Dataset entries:
════════

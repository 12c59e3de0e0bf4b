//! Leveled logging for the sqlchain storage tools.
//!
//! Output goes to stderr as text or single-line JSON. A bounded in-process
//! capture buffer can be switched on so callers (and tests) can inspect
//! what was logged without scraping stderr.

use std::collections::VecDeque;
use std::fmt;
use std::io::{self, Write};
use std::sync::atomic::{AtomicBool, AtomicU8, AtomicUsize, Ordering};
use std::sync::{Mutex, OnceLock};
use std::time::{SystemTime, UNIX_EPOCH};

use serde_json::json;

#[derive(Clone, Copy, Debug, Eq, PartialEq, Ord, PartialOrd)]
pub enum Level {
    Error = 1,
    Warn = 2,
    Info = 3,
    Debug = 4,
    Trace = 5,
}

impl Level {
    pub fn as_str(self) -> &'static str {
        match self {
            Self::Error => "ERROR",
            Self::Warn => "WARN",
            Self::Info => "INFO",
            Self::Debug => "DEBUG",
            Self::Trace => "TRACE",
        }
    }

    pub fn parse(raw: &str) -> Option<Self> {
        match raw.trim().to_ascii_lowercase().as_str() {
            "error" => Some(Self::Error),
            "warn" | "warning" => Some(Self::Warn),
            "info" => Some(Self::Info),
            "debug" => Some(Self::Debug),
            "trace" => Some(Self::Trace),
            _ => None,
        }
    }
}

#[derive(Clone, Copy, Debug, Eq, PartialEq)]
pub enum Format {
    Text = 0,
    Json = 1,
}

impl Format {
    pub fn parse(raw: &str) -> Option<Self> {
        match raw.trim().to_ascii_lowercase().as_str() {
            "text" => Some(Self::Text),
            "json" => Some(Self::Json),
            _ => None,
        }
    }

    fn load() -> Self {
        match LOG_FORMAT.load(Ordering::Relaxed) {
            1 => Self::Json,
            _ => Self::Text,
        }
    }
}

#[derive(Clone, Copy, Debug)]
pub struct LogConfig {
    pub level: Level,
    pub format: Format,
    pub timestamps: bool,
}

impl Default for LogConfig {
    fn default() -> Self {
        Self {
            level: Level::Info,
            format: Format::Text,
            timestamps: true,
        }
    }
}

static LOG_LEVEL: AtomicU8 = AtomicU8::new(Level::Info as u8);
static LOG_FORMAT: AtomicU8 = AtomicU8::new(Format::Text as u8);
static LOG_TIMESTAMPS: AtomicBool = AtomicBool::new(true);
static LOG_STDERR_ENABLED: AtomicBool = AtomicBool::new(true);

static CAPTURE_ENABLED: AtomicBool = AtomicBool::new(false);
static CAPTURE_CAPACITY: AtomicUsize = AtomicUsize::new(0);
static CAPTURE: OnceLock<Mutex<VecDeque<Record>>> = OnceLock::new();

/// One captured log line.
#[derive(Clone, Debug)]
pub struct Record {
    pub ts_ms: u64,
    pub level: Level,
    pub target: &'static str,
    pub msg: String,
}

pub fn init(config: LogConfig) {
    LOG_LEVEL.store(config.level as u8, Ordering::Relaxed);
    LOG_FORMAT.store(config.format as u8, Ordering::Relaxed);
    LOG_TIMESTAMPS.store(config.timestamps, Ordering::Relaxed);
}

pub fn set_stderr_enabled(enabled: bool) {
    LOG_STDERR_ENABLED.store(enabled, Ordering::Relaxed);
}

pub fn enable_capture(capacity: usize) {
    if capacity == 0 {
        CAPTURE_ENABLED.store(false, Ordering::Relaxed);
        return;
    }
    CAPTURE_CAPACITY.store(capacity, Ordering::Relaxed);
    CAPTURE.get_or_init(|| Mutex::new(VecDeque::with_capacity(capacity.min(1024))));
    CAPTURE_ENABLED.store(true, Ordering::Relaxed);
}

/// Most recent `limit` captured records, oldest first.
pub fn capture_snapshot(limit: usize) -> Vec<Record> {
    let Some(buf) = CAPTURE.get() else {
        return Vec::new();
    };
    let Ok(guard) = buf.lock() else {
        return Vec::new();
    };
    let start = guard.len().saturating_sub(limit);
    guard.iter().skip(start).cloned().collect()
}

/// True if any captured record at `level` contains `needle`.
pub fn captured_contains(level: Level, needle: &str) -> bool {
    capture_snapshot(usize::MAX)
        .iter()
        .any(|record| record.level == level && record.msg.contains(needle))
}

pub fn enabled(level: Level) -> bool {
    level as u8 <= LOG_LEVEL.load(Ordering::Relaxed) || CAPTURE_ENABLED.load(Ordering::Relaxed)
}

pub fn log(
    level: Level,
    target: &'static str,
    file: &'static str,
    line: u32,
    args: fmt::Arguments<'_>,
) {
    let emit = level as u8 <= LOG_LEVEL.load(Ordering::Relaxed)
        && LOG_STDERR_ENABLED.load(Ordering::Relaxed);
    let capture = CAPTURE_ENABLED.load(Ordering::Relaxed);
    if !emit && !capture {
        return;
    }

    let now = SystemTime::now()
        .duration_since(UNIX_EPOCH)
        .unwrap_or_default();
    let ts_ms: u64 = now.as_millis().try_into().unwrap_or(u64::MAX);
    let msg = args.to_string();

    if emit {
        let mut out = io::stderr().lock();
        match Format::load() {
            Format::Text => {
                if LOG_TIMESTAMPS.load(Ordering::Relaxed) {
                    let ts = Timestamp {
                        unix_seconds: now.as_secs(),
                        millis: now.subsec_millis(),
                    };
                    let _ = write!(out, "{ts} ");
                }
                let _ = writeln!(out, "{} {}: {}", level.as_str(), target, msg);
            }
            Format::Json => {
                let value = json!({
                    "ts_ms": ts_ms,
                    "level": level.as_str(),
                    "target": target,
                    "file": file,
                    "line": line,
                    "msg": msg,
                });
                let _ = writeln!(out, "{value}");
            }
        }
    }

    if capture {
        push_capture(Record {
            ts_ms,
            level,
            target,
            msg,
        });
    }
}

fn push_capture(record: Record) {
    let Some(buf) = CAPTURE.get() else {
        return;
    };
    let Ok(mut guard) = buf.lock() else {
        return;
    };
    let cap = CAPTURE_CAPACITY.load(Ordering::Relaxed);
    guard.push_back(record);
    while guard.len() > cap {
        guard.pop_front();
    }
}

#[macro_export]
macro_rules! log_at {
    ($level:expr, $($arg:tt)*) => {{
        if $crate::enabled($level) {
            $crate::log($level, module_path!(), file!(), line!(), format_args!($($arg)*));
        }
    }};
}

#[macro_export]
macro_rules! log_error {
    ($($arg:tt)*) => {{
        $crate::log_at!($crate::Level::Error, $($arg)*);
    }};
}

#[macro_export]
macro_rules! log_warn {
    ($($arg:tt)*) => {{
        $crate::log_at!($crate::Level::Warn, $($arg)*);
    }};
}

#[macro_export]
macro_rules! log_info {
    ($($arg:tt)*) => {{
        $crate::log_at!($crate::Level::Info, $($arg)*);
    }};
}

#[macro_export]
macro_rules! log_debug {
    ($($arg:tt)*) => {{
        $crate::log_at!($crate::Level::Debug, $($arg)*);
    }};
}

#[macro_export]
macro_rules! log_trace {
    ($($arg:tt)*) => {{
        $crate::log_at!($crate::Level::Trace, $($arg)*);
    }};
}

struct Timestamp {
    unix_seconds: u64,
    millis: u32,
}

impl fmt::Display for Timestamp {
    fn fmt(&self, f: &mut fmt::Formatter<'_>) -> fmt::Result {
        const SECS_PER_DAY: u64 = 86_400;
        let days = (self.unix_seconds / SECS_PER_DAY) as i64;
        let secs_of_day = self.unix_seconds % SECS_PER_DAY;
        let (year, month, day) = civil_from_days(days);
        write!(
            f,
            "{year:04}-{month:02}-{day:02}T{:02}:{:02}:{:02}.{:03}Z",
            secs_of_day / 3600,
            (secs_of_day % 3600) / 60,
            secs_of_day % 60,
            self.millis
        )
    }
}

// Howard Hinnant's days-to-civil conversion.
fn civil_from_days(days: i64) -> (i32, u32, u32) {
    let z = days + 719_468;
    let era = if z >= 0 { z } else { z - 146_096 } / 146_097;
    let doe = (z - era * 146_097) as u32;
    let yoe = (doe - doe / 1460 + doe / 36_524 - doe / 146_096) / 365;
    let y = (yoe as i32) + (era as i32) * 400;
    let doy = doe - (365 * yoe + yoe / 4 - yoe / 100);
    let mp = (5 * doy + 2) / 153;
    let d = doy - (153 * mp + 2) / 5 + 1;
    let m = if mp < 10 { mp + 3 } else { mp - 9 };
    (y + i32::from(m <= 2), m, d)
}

════════

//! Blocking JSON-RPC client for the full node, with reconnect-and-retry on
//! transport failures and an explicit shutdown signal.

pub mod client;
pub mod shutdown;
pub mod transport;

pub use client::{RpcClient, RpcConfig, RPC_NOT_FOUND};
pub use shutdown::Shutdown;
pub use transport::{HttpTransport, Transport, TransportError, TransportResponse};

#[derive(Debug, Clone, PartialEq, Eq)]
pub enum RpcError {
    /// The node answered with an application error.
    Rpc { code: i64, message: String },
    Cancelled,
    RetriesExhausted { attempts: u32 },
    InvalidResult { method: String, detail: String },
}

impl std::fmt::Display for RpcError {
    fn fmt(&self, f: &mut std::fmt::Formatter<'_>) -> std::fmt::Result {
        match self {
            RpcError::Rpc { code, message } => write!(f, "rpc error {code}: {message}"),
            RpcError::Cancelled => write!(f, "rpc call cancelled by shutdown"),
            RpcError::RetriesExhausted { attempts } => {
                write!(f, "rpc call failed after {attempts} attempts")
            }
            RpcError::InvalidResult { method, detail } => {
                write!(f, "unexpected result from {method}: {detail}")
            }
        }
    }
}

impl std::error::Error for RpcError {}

════════

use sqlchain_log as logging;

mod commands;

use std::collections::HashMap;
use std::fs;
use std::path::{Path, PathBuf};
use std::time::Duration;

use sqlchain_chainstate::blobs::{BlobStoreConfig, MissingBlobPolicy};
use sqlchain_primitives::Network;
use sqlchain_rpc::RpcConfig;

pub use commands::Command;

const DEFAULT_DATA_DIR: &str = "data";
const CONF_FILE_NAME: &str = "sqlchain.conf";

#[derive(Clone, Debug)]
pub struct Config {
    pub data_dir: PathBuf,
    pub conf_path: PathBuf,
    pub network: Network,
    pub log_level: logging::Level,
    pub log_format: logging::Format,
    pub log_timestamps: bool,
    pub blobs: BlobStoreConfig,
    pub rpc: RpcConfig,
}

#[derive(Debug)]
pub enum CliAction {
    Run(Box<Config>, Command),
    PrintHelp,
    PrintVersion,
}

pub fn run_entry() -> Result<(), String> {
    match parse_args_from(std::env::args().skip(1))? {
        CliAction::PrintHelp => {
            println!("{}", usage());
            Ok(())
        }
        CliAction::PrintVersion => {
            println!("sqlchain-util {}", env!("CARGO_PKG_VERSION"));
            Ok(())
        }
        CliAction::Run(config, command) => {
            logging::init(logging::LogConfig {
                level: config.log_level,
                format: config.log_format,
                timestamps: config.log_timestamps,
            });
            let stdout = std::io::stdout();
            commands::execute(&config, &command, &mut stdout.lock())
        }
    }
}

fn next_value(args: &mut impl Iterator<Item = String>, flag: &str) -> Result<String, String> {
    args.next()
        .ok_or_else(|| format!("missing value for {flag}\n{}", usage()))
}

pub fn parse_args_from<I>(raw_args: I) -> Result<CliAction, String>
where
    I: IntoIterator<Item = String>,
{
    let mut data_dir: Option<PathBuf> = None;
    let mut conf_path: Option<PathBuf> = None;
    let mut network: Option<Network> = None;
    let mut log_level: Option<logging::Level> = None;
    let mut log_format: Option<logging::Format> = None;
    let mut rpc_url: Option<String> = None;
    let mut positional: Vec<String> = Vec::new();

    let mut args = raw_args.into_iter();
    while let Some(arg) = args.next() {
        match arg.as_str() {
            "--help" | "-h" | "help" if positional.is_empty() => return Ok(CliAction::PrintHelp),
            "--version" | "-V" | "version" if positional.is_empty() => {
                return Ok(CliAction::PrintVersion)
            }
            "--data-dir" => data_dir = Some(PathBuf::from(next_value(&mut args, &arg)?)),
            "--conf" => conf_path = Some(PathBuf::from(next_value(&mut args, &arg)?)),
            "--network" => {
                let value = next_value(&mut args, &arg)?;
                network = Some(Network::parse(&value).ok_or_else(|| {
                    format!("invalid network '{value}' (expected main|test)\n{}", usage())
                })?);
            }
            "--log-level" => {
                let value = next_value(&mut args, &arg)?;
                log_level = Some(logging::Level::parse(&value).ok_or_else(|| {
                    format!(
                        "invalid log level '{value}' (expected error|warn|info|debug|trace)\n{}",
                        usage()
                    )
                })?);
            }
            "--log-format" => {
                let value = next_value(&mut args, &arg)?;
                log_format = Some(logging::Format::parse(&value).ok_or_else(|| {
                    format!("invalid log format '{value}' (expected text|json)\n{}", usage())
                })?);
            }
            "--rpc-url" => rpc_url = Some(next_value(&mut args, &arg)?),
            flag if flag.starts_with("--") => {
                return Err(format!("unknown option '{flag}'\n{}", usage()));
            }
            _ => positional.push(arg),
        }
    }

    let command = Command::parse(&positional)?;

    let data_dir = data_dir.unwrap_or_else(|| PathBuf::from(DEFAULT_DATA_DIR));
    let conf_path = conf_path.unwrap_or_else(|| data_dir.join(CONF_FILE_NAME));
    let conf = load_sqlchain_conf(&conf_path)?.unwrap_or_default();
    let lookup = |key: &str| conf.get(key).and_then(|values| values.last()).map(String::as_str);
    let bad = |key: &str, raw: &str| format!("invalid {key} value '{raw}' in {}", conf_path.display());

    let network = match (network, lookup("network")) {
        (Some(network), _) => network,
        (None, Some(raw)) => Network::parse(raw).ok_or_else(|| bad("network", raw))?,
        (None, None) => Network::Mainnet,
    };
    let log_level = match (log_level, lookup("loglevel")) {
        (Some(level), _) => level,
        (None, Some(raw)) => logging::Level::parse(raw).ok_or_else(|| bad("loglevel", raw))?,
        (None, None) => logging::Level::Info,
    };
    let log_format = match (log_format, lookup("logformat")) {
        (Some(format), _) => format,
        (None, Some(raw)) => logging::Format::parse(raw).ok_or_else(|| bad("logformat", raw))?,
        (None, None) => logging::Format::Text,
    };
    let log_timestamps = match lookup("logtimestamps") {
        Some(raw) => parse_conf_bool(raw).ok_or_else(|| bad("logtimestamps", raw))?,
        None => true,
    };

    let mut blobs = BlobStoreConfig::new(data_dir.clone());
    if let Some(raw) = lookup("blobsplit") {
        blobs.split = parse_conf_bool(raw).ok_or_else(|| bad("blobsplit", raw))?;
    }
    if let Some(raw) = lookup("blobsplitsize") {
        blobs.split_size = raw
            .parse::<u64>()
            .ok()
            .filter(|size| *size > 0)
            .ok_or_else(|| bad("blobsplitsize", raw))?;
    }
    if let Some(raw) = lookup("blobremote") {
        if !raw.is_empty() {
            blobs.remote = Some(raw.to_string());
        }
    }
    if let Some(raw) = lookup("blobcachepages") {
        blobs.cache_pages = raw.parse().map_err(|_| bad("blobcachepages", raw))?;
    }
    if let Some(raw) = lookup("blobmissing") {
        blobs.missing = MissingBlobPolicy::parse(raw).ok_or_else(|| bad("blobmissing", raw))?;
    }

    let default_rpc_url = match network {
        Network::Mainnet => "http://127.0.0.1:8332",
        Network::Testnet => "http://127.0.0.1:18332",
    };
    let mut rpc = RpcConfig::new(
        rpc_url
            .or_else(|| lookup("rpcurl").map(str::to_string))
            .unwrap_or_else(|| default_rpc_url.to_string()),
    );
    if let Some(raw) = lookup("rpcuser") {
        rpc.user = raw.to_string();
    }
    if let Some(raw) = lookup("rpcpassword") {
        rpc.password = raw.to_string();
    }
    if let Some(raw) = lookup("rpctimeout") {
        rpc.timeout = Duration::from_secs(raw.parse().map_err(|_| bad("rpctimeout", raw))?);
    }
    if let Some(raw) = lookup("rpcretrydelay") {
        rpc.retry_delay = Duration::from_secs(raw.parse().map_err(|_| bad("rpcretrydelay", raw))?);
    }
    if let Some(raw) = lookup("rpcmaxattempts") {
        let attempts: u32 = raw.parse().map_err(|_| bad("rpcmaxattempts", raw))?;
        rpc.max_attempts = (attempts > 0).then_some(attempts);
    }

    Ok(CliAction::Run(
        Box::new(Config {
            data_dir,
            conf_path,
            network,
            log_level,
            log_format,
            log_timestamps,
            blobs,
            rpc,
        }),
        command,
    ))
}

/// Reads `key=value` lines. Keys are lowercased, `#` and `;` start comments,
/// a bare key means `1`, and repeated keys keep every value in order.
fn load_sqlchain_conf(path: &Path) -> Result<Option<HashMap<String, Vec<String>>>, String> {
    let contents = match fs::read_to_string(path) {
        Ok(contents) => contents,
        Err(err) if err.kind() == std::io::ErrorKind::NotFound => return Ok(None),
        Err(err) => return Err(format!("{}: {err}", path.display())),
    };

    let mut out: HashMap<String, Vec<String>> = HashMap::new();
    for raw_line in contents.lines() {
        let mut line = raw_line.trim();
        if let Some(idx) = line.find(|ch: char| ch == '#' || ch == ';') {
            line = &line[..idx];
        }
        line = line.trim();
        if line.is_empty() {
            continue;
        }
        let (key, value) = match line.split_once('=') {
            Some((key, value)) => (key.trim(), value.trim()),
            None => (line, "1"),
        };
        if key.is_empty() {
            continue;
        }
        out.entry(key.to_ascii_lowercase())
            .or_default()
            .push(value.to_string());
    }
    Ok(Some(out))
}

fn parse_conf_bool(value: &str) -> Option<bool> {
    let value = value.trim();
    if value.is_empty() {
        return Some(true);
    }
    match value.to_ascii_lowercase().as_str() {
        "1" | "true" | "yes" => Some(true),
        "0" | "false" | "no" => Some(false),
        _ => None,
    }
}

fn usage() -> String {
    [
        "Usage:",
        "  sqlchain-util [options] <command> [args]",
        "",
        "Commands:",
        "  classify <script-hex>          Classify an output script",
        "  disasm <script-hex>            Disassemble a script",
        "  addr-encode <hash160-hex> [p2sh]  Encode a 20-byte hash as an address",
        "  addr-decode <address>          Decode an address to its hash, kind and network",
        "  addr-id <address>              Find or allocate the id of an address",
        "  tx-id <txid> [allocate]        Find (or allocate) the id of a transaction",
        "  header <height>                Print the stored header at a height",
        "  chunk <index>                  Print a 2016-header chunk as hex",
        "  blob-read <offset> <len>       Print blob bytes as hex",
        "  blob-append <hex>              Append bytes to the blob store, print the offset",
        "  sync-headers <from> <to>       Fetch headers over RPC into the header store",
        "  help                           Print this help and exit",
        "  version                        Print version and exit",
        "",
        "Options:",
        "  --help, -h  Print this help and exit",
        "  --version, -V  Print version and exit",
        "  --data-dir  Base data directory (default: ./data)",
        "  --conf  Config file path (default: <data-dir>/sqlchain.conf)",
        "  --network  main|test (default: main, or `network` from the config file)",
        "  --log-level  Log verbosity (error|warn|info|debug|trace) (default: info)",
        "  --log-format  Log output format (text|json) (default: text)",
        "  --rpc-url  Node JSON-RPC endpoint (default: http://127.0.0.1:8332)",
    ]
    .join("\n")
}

════════

__Your goal__: Return all lines from the data that include the string "flag".

__Answer area__:
fn next_value(args: &mut impl Iterator<Item = String>, flag: &str) -> Result<String, String> {
        .ok_or_else(|| format!("missing value for {flag}\n{}", usage()))
            flag if flag.starts_with("--") => {
                return Err(format!("unknown option '{flag}'\n{}", usage()));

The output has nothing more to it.